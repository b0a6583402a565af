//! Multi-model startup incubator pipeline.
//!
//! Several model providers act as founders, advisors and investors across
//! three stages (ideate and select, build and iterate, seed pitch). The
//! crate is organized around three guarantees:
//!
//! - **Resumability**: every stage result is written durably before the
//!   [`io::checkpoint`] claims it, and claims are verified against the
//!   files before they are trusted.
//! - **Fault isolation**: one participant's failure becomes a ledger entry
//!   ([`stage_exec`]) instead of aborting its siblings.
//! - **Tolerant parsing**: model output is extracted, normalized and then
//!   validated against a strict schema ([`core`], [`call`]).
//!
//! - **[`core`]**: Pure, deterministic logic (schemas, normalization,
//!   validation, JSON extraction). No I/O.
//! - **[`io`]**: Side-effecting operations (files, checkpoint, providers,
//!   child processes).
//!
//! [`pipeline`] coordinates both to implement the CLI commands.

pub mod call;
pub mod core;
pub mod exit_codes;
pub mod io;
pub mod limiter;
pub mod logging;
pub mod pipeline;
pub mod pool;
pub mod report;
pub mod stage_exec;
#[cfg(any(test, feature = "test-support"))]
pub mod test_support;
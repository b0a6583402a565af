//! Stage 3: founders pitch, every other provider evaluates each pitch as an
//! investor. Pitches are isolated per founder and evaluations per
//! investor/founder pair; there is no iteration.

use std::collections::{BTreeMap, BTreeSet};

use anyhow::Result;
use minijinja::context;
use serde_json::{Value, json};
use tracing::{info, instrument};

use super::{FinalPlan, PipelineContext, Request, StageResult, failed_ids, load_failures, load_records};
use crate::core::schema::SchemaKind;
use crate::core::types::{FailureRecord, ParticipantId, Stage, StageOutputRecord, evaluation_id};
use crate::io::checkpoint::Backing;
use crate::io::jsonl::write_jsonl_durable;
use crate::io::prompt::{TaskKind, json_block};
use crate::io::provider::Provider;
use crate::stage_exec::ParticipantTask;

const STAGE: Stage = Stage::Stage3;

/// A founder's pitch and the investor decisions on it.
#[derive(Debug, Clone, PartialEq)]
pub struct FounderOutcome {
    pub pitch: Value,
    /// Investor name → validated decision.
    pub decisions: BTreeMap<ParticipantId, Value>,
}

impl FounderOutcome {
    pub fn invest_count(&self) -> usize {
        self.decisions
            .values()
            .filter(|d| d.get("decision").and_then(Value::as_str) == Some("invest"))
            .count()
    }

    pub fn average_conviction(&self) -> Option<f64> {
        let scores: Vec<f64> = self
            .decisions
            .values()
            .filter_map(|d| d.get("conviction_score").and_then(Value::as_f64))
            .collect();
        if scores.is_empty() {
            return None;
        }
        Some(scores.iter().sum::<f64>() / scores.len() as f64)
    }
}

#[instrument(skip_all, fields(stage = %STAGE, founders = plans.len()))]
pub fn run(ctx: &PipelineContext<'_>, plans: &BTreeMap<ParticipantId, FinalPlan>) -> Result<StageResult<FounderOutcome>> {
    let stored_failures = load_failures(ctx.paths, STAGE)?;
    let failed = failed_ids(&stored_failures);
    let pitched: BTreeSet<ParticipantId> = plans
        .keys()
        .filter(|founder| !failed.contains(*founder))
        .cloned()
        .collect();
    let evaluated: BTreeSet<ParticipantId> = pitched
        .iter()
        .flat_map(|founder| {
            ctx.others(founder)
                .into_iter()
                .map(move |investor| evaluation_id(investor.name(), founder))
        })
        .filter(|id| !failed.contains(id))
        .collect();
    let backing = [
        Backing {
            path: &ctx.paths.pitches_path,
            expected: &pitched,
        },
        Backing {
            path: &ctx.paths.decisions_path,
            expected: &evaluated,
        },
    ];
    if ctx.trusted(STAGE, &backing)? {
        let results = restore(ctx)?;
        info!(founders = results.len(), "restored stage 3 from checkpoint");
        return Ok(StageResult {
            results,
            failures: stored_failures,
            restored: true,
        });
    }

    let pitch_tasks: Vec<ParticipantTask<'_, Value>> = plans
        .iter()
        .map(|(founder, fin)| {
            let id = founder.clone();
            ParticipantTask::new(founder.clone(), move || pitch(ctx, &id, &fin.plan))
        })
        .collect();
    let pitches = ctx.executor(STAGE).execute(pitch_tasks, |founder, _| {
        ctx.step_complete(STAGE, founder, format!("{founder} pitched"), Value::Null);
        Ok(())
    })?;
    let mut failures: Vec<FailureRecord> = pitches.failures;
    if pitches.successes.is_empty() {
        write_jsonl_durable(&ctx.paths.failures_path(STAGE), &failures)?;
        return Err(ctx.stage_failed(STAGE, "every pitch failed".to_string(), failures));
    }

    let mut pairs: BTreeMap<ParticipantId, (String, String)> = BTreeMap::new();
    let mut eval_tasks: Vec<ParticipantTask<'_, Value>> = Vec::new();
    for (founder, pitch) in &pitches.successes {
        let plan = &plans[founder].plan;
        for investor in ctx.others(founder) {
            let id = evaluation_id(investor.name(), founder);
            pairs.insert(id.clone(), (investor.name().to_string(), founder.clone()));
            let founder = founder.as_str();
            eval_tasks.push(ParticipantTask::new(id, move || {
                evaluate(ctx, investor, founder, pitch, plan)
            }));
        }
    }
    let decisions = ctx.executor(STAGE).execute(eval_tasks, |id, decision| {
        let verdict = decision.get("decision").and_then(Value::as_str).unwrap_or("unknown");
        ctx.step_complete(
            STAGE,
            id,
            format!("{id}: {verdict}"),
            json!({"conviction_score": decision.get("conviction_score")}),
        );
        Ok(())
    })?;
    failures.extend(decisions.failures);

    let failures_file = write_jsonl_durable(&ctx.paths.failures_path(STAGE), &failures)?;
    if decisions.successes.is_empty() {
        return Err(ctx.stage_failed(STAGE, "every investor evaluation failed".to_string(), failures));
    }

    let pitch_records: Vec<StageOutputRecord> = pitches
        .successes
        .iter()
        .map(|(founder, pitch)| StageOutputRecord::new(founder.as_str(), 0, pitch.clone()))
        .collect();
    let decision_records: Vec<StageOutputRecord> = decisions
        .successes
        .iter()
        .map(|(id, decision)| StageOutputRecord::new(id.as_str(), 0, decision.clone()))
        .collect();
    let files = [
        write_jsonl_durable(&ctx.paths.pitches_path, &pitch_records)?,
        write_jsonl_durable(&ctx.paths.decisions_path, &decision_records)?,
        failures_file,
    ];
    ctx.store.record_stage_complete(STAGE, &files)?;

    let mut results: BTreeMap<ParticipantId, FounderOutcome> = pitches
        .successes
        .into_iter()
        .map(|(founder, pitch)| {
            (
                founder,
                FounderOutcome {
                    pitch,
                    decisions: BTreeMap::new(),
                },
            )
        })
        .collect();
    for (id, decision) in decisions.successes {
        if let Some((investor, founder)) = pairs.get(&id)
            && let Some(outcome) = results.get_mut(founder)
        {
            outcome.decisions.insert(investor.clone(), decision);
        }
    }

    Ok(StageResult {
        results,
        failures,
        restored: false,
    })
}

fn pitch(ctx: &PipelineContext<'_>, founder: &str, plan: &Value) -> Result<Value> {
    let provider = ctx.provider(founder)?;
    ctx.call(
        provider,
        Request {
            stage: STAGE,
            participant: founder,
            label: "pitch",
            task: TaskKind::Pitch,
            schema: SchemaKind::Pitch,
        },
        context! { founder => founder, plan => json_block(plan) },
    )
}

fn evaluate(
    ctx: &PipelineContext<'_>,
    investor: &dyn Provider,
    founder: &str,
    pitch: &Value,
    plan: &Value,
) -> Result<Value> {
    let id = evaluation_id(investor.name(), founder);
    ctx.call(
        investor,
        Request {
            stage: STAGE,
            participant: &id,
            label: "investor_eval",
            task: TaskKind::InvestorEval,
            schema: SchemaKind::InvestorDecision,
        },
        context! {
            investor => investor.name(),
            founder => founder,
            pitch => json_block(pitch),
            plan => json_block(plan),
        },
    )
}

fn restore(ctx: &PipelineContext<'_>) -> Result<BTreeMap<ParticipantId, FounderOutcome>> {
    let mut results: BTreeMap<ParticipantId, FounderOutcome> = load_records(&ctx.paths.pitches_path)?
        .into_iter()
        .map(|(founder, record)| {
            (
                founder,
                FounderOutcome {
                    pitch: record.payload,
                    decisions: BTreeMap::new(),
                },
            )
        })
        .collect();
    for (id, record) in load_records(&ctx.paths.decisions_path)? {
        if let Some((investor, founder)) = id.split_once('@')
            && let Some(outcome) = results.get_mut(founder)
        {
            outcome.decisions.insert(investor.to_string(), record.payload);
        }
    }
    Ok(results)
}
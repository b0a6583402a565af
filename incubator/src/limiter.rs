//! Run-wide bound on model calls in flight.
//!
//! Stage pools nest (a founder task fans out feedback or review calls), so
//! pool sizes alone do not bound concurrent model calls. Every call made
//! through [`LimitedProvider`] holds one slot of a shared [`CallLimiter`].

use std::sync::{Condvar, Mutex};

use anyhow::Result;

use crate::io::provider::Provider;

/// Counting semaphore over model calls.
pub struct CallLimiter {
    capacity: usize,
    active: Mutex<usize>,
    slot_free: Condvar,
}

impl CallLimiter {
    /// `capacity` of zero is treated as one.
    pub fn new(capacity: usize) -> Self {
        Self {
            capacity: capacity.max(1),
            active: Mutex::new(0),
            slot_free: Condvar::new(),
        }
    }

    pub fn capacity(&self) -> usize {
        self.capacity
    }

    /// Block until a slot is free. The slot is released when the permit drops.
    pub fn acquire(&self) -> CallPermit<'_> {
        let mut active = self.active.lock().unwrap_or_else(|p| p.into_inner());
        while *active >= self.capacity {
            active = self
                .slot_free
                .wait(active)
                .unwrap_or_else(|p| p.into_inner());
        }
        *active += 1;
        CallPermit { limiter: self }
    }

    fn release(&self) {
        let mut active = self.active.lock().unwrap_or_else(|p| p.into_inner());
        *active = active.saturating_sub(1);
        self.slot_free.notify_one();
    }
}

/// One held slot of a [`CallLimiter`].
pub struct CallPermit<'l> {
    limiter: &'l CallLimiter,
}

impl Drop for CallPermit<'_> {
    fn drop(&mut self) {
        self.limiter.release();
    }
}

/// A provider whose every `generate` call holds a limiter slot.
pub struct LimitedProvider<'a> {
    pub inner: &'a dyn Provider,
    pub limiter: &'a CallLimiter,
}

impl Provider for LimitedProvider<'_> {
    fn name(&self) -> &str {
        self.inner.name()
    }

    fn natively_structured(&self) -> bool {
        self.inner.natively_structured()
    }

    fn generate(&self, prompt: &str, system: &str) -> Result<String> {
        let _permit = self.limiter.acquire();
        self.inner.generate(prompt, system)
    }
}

*ABOUT THIS TASK*
Produce the number of lines in the data containing the string "providers", with nothing added.

*RESPONSE TO THE TASK*
2